(Stored items)

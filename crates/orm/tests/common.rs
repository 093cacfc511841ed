//! Common test helpers shared across integration tests.
#![allow(dead_code)]

use std::sync::Arc;

use crudstore_orm::{
    Backend, CrudAdapter, EntitySchema, Error, InMemoryAdapter, Join, MemoryBackend, MemoryTable,
    Operation, Result, Specification, Transaction, UnitOfWork, Value, entity, int_enum,
    memory_table,
};
use parking_lot::Mutex;
use tracing_subscriber::layer::SubscriberExt;
use tracing_subscriber::util::SubscriberInitExt;
use tracing_subscriber::{EnvFilter, Registry, fmt};

int_enum! {
    #[derive(Debug, Clone, Copy, PartialEq, Eq, Default)]
    pub enum IdentificationType {
        #[default]
        Ssn = 1,
        Tin = 2,
    }
}

entity! {
    #[derive(Debug, Clone, Default, PartialEq)]
    pub struct Person {
        pub person_id: i32,
        pub firstname: String,
        pub lastname: String,
        pub active: bool,
        pub nickname: Option<String>,
    }
    navigation {
        pub identifications: Vec<Identification>,
    }
}

entity! {
    #[derive(Debug, Clone, Default, PartialEq)]
    pub struct Identification {
        pub identification_id: i32,
        pub person_id: i32,
        pub kind: IdentificationType,
        pub number: String,
    }
}

pub fn person(id: i32, firstname: &str) -> Person {
    Person {
        person_id: id,
        firstname: firstname.to_string(),
        lastname: "Einstein".to_string(),
        active: true,
        ..Person::default()
    }
}

pub fn identification(
    id: i32, person_id: i32, kind: IdentificationType, number: &str,
) -> Identification {
    Identification { identification_id: id, person_id, kind, number: number.to_string() }
}

pub fn people() -> Vec<Person> {
    vec![person(1, "Hermann"), person(2, "Albert"), person(3, "Maja")]
}

pub fn identifications() -> Vec<Identification> {
    vec![
        identification(1, 1, IdentificationType::Ssn, "509-515-224"),
        identification(2, 1, IdentificationType::Tin, "92-4267"),
        identification(3, 2, IdentificationType::Ssn, "425-428-336"),
    ]
}

pub fn by_person(person_id: i32) -> Specification<Person> {
    Specification::new(crudstore_orm::Expr::field("person_id").eq(person_id))
}

/// Log of adapter writes shared by every [`Probe`] of a test.
pub type WriteLog = Arc<Mutex<Vec<String>>>;

/// In-memory adapter that records its writes and can be told to fail one
/// kind of write.
pub struct Probe<T: crudstore_orm::Entity> {
    inner: InMemoryAdapter<T>,
    log: WriteLog,
    fail_on: Option<Operation>,
}

impl<T: crudstore_orm::Entity> Probe<T> {
    pub fn new(inner: InMemoryAdapter<T>, log: &WriteLog) -> Self {
        Self { inner, log: Arc::clone(log), fail_on: None }
    }

    pub const fn failing(mut self, kind: Operation) -> Self {
        self.fail_on = Some(kind);
        self
    }

    fn record(&self, kind: Operation, entity: &T) -> Result<()> {
        let key = self.inner.schema().key_value(entity)?;
        self.log.lock().push(format!("{kind:?} {} {key}", T::NAME));
        if self.fail_on == Some(kind) {
            return Err(Error::BackendExecution(anyhow::anyhow!("{} store is read-only", T::NAME)));
        }
        Ok(())
    }
}

impl<T: crudstore_orm::Entity> CrudAdapter<T> for Probe<T> {
    fn schema(&self) -> &EntitySchema {
        self.inner.schema()
    }

    fn backend(&self) -> Option<Arc<dyn Backend>> {
        self.inner.backend()
    }

    fn create(&self, tx: &Transaction, entity: &mut T) -> Result<()> {
        self.record(Operation::Insert, entity)?;
        self.inner.create(tx, entity)
    }

    fn update(&self, tx: &Transaction, entity: &T) -> Result<()> {
        self.record(Operation::Update, entity)?;
        self.inner.update(tx, entity)
    }

    fn delete(&self, tx: &Transaction, entity: &T) -> Result<()> {
        self.record(Operation::Delete, entity)?;
        self.inner.delete(tx, entity)
    }

    fn read(&self, spec: &Specification<T>) -> Result<Vec<T>> {
        self.inner.read(spec)
    }

    fn read_raw(&self, query: &str, params: &[Value]) -> Result<Vec<T>> {
        self.inner.read_raw(query, params)
    }
}

/// Seeded people and identifications tables.
pub struct Tables {
    pub people: MemoryTable<Person>,
    pub identifications: MemoryTable<Identification>,
}

impl Tables {
    pub fn seeded() -> Self {
        Self { people: memory_table(people()), identifications: memory_table(identifications()) }
    }

    pub fn adapters(
        &self, backend: Option<&Arc<MemoryBackend>>,
    ) -> (InMemoryAdapter<Person>, InMemoryAdapter<Identification>) {
        let people = InMemoryAdapter::new(Arc::clone(&self.people)).unwrap();
        let identifications = InMemoryAdapter::new(Arc::clone(&self.identifications)).unwrap();
        match backend {
            Some(backend) => (people.in_backend(backend), identifications.in_backend(backend)),
            None => (people, identifications),
        }
    }
}

/// Unit of work over `people` and `identifications` with the
/// person → identifications relationship mapped.
pub fn unit_of_work(
    people: impl CrudAdapter<Person> + 'static,
    identifications: impl CrudAdapter<Identification> + 'static,
) -> UnitOfWork {
    let mut uow = UnitOfWork::new();
    uow.register(crudstore_orm::DataStore::new(people))
        .map(|p: &mut Person| &mut p.identifications, Join::on("person_id", "person_id"))
        .unwrap();
    uow.register(crudstore_orm::DataStore::new(identifications));
    uow
}

/// Route tracing output to the test harness. Safe to call from every test.
pub fn init_tracing() {
    // a subscriber may already be installed by another test in this binary
    let _ = Registry::default()
        .with(EnvFilter::new("debug"))
        .with(fmt::layer().with_test_writer())
        .try_init();
}
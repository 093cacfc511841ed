use std::fmt;
use std::marker::PhantomData;

use crate::compile::Compiler;
use crate::entity::Entity;
use crate::error::Result;
use crate::evaluate::evaluate;
use crate::predicate::Expr;
use crate::query::Fragment;

/// A predicate bound to one entity type, consumed by adapters to select
/// entities.
pub struct Specification<T> {
    predicate: Expr,
    _entity: PhantomData<fn() -> T>,
}

impl<T: Entity> Specification<T> {
    /// Wrap a predicate.
    #[must_use]
    pub const fn new(predicate: Expr) -> Self {
        Self { predicate, _entity: PhantomData }
    }

    /// Specification satisfied by every entity.
    #[must_use]
    pub const fn all() -> Self {
        Self::new(Expr::always())
    }

    /// The wrapped predicate.
    #[must_use]
    pub const fn predicate(&self) -> &Expr {
        &self.predicate
    }

    /// Whether `entity` satisfies the predicate.
    ///
    /// # Errors
    ///
    /// Propagates evaluation errors for ill-typed predicates.
    pub fn is_satisfied_by(&self, entity: &T) -> Result<bool> {
        evaluate(&self.predicate, entity)
    }

    /// Compile the predicate into a `WHERE` fragment.
    ///
    /// # Errors
    ///
    /// Propagates compilation errors.
    pub fn to_fragment(&self, compiler: &Compiler) -> Result<Fragment> {
        compiler.compile::<T>(&self.predicate)
    }
}

impl<T: Entity> From<Expr> for Specification<T> {
    fn from(predicate: Expr) -> Self {
        Self::new(predicate)
    }
}

impl<T> Clone for Specification<T> {
    fn clone(&self) -> Self {
        Self { predicate: self.predicate.clone(), _entity: PhantomData }
    }
}

impl<T: Entity> fmt::Debug for Specification<T> {
    fn fmt(&self, f: &mut fmt::Formatter<'_>) -> fmt::Result {
        f.debug_struct("Specification")
            .field("entity", &T::NAME)
            .field("predicate", &self.predicate)
            .finish()
    }
}
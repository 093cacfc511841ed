//! Common test helpers shared across integration tests.
#![allow(dead_code)]

use std::sync::Arc;

use crudstore_orm::{DataStore, Expr, Join, Specification, UnitOfWork, entity, int_enum};
use crudstore_sql::{Connection, SqlAdapter, SqliteConnection};
use tracing_subscriber::layer::SubscriberExt;
use tracing_subscriber::util::SubscriberInitExt;
use tracing_subscriber::{EnvFilter, Registry, fmt};

int_enum! {
    #[derive(Debug, Clone, Copy, PartialEq, Eq, Default)]
    pub enum IdentificationType {
        #[default]
        Ssn = 1,
        Tin = 2,
    }
}

entity! {
    #[derive(Debug, Clone, Default, PartialEq)]
    pub struct Person {
        pub person_id: i32,
        pub firstname: String,
        pub lastname: String,
        pub active: bool,
        pub nickname: Option<String>,
    }
    navigation {
        pub identifications: Vec<Identification>,
    }
}

entity! {
    #[derive(Debug, Clone, Default, PartialEq)]
    pub struct Identification {
        pub identification_id: i32,
        pub person_id: i32,
        pub kind: IdentificationType,
        pub number: String,
    }
}

const PEOPLE: &str = "
    CREATE TABLE Person (
        person_id INTEGER PRIMARY KEY,
        firstname TEXT NOT NULL,
        lastname TEXT NOT NULL,
        active INTEGER NOT NULL,
        nickname TEXT
    );
    INSERT INTO Person VALUES (1, 'Hermann', 'Einstein', 1, NULL);
    INSERT INTO Person VALUES (2, 'Albert', 'Einstein', 1, NULL);
    INSERT INTO Person VALUES (3, 'Maja', 'Einstein', 1, NULL);
";

// an empty number violates the check, which is how tests force a failed write
const IDENTIFICATIONS: &str = "
    CREATE TABLE Identification (
        identification_id INTEGER PRIMARY KEY,
        person_id INTEGER NOT NULL,
        kind INTEGER NOT NULL,
        number TEXT NOT NULL CHECK (number <> '')
    );
    INSERT INTO Identification VALUES (1, 1, 1, '509-515-224');
    INSERT INTO Identification VALUES (2, 1, 2, '92-4267');
    INSERT INTO Identification VALUES (3, 2, 1, '425-428-336');
";

// foreign keys are only checked when the transaction commits
const DEFERRED_IDENTIFICATIONS: &str = "
    PRAGMA foreign_keys = ON;
    CREATE TABLE Identification (
        identification_id INTEGER PRIMARY KEY,
        person_id INTEGER NOT NULL
            REFERENCES Person (person_id) DEFERRABLE INITIALLY DEFERRED,
        kind INTEGER NOT NULL,
        number TEXT NOT NULL
    );
    INSERT INTO Identification VALUES (1, 1, 1, '509-515-224');
    INSERT INTO Identification VALUES (2, 1, 2, '92-4267');
    INSERT INTO Identification VALUES (3, 2, 1, '425-428-336');
";

pub fn person(id: i32, firstname: &str) -> Person {
    Person {
        person_id: id,
        firstname: firstname.to_string(),
        lastname: "Einstein".to_string(),
        active: true,
        ..Person::default()
    }
}

pub fn identification(
    id: i32, person_id: i32, kind: IdentificationType, number: &str,
) -> Identification {
    Identification { identification_id: id, person_id, kind, number: number.to_string() }
}

pub fn by_person(person_id: i32) -> Specification<Person> {
    Specification::new(Expr::field("person_id").eq(person_id))
}

/// In-memory database with both tables created and seeded.
pub fn database() -> Arc<dyn Connection> {
    let conn = SqliteConnection::in_memory().expect("connect");
    conn.execute_batch(PEOPLE).expect("create people");
    conn.execute_batch(IDENTIFICATIONS).expect("create identifications");
    Arc::new(conn)
}

/// In-memory database whose identifications reference people through a
/// deferred foreign key.
pub fn deferred_database() -> Arc<dyn Connection> {
    let conn = SqliteConnection::in_memory().expect("connect");
    conn.execute_batch(PEOPLE).expect("create people");
    conn.execute_batch(DEFERRED_IDENTIFICATIONS).expect("create identifications");
    Arc::new(conn)
}

/// In-memory database with only the people table.
pub fn people_database() -> Arc<dyn Connection> {
    let conn = SqliteConnection::in_memory().expect("connect");
    conn.execute_batch(PEOPLE).expect("create people");
    Arc::new(conn)
}

/// In-memory database with only the identifications table.
pub fn identifications_database() -> Arc<dyn Connection> {
    let conn = SqliteConnection::in_memory().expect("connect");
    conn.execute_batch(IDENTIFICATIONS).expect("create identifications");
    Arc::new(conn)
}

/// Unit of work with person and identification stores on the given
/// connections and the person → identifications relationship mapped.
pub fn unit_of_work(
    people: &Arc<dyn Connection>, identifications: &Arc<dyn Connection>,
) -> UnitOfWork {
    let people = SqlAdapter::<Person>::new(Arc::clone(people)).expect("people adapter");
    let identifications = SqlAdapter::<Identification>::new(Arc::clone(identifications))
        .expect("identifications adapter");

    let mut uow = UnitOfWork::new();
    uow.register(DataStore::new(people))
        .map(|p: &mut Person| &mut p.identifications, Join::on("person_id", "person_id"))
        .expect("relationship");
    uow.register(DataStore::new(identifications));
    uow
}

/// Number of rows in `table`.
pub fn count(conn: &Arc<dyn Connection>, table: &str) -> usize {
    conn.query(&format!("SELECT COUNT(*) AS n FROM {table}"), &[])
        .expect("count")
        .first()
        .and_then(|row| row.get("n").cloned())
        .and_then(|value| match value {
            crudstore_orm::Value::Int(n) => usize::try_from(n).ok(),
            _ => None,
        })
        .expect("count value")
}

/// Route tracing output to the test harness. Safe to call from every test.
pub fn init_tracing() {
    // a subscriber may already be installed by another test in this binary
    let _ = Registry::default()
        .with(EnvFilter::new("debug"))
        .with(fmt::layer().with_test_writer())
        .try_init();
}
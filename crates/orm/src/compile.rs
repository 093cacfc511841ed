//! Translation of predicate trees into parameterized SQL fragments.
//!
//! Every node is wrapped in parentheses, so the output never depends on
//! operator precedence. Literal and captured values are always emitted as
//! placeholders numbered by a single counter in depth-first, left-to-right
//! order: compiling the same tree twice yields identical text and
//! parameters.
//!
//! Positions that must hold a truth value (the root, the operand of `NOT`
//! and the operands of `AND` / `OR`) rewrite bare boolean operands into
//! comparisons:
//!
//! | node in truth position | emitted             |
//! |------------------------|---------------------|
//! | boolean field `active` | `([active] = @0)` with `@0 = true` |
//! | boolean constant       | `(@0 = 1)`          |

use std::marker::PhantomData;

use crate::entity::Entity;
use crate::error::{Error, Result};
use crate::predicate::{BinaryOp, Expr, MatchKind, UnaryOp};
use crate::query::{Dialect, Fragment, Parameter};
use crate::unsupported;
use crate::value::{ScalarType, Value};

/// Predicate compiler for one dialect.
#[derive(Debug, Clone, Copy, Default)]
pub struct Compiler {
    dialect: Dialect,
}

impl Compiler {
    /// Compiler for the default dialect.
    #[must_use]
    pub fn new() -> Self {
        Self::default()
    }

    /// Compiler for a specific dialect.
    #[must_use]
    pub const fn with_dialect(dialect: Dialect) -> Self {
        Self { dialect }
    }

    /// Target dialect.
    #[must_use]
    pub const fn dialect(&self) -> &Dialect {
        &self.dialect
    }

    /// Compile a predicate over the fields of `T`.
    ///
    /// # Errors
    ///
    /// Returns [`Error::UnsupportedOperator`] for operators without a SQL
    /// counterpart, [`Error::UnknownField`] for fields `T` does not declare
    /// and [`Error::UnsupportedExpression`] for nodes that cannot appear in
    /// their position.
    pub fn compile<T: Entity>(&self, expr: &Expr) -> Result<Fragment> {
        let mut emitter =
            Emitter::<T> { dialect: &self.dialect, params: Vec::new(), _entity: PhantomData };
        let text = emitter.emit(expr, true)?;

        tracing::debug!(
            entity = T::NAME,
            sql = %text,
            param_count = emitter.params.len(),
            "compiled predicate"
        );

        Ok(Fragment { text, params: emitter.params })
    }
}

struct Emitter<'a, T> {
    dialect: &'a Dialect,
    params: Vec<Parameter>,
    _entity: PhantomData<fn() -> T>,
}

impl<T: Entity> Emitter<'_, T> {
    fn emit(&mut self, expr: &Expr, truth: bool) -> Result<String> {
        match expr {
            Expr::Constant(value) => self.emit_value(value.clone(), truth),
            Expr::Member(record, name) => {
                let value = record.member(name).ok_or_else(|| Error::UnknownField {
                    entity: record.type_name(),
                    field: name.clone(),
                })?;
                self.emit_value(value, truth)
            }
            Expr::Field(name) => self.emit_field(name, truth),
            Expr::Unary(op, operand) => {
                let token = unary_token(*op)?;
                let operand = self.emit(operand, *op == UnaryOp::Not)?;
                Ok(format!("({token} {operand})"))
            }
            Expr::Binary(op, left, right) => {
                let token = binary_token(*op)?;
                let left = self.emit(left, op.is_logical())?;
                let right = self.emit(right, op.is_logical())?;
                Ok(format!("({left} {token} {right})"))
            }
            Expr::StringMatch(kind, target, pattern) => {
                let target = self.emit(target, false)?;
                let pattern = self.emit_pattern(*kind, pattern)?;
                Ok(format!("({target} LIKE {pattern})"))
            }
            Expr::In(target, values) => {
                let target = self.emit(target, false)?;
                let list = if values.is_empty() {
                    "null".to_string()
                } else {
                    values.iter().map(|v| self.push(v.clone())).collect::<Vec<_>>().join(",")
                };
                Ok(format!("({target} IN ({list}))"))
            }
        }
    }

    fn emit_value(&mut self, value: Value, truth: bool) -> Result<String> {
        if !truth {
            return Ok(self.push(value));
        }
        match value {
            Value::Bool(_) => Ok(format!("({} = 1)", self.push(value))),
            other => Err(unsupported!("{} constant is not a truth value", other.kind())),
        }
    }

    fn emit_field(&mut self, name: &str, truth: bool) -> Result<String> {
        let Some(def) = T::fields().iter().find(|def| def.name == name) else {
            if T::navigations().contains(&name) {
                return Err(unsupported!("navigation {name} of {} cannot be queried", T::NAME));
            }
            return Err(Error::UnknownField { entity: T::NAME, field: name.to_string() });
        };

        let column = self.dialect.quote(name);
        if !truth {
            return Ok(column);
        }
        if def.ty.scalar != ScalarType::Bool {
            return Err(unsupported!("{column} is not a truth value"));
        }
        Ok(format!("({column} = {})", self.push(Value::Bool(true))))
    }

    fn emit_pattern(&mut self, kind: MatchKind, pattern: &Expr) -> Result<String> {
        let value = match pattern {
            Expr::Constant(value) => value.clone(),
            Expr::Member(record, name) => record.member(name).ok_or_else(|| {
                Error::UnknownField { entity: record.type_name(), field: name.clone() }
            })?,
            other => {
                return Err(unsupported!("{} cannot be used as a {kind:?} pattern", other.kind()));
            }
        };

        let (prefix, suffix) = kind.wildcards();
        let value = match value {
            Value::Text(text) => Value::Text(format!("{prefix}{text}{suffix}")),
            Value::Null => Value::Null,
            other => return Err(unsupported!("{} cannot be used as a pattern", other.kind())),
        };
        Ok(self.push(value))
    }

    fn push(&mut self, value: Value) -> String {
        let id = self.params.len();
        let name = self.dialect.param(id);
        self.params.push(Parameter { id, name: name.clone(), value });
        name
    }
}

fn unary_token(op: UnaryOp) -> Result<&'static str> {
    match op {
        UnaryOp::Not => Ok("NOT"),
        UnaryOp::Negate => Ok("-"),
        UnaryOp::BitNot => Err(Error::UnsupportedOperator(op.to_string())),
    }
}

fn binary_token(op: BinaryOp) -> Result<&'static str> {
    let token = match op {
        BinaryOp::And => "AND",
        BinaryOp::Or => "OR",
        BinaryOp::Eq => "=",
        BinaryOp::Ne => "<>",
        BinaryOp::Gt => ">",
        BinaryOp::Ge => ">=",
        BinaryOp::Lt => "<",
        BinaryOp::Le => "<=",
        BinaryOp::Add => "+",
        BinaryOp::Sub => "-",
        BinaryOp::Mul => "*",
        BinaryOp::Div => "/",
        BinaryOp::Rem => "%",
        BinaryOp::BitAnd => "&",
        BinaryOp::BitOr => "|",
        BinaryOp::BitXor => "^",
        BinaryOp::Power | BinaryOp::ShiftLeft | BinaryOp::ShiftRight | BinaryOp::Coalesce => {
            return Err(Error::UnsupportedOperator(op.to_string()));
        }
    };
    Ok(token)
}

◆ **EXERCISE GOAL**
Search the entries for the word "true" and gather every line where it appears.

◆ **EXERCISE RESPONSE**
        active: true,
        active: true,
//! | boolean field `active` | `([active] = @0)` with `@0 = true` |
        let text = emitter.emit(expr, true)?;
        Ok(format!("({column} = {})", self.push(Value::Bool(true))))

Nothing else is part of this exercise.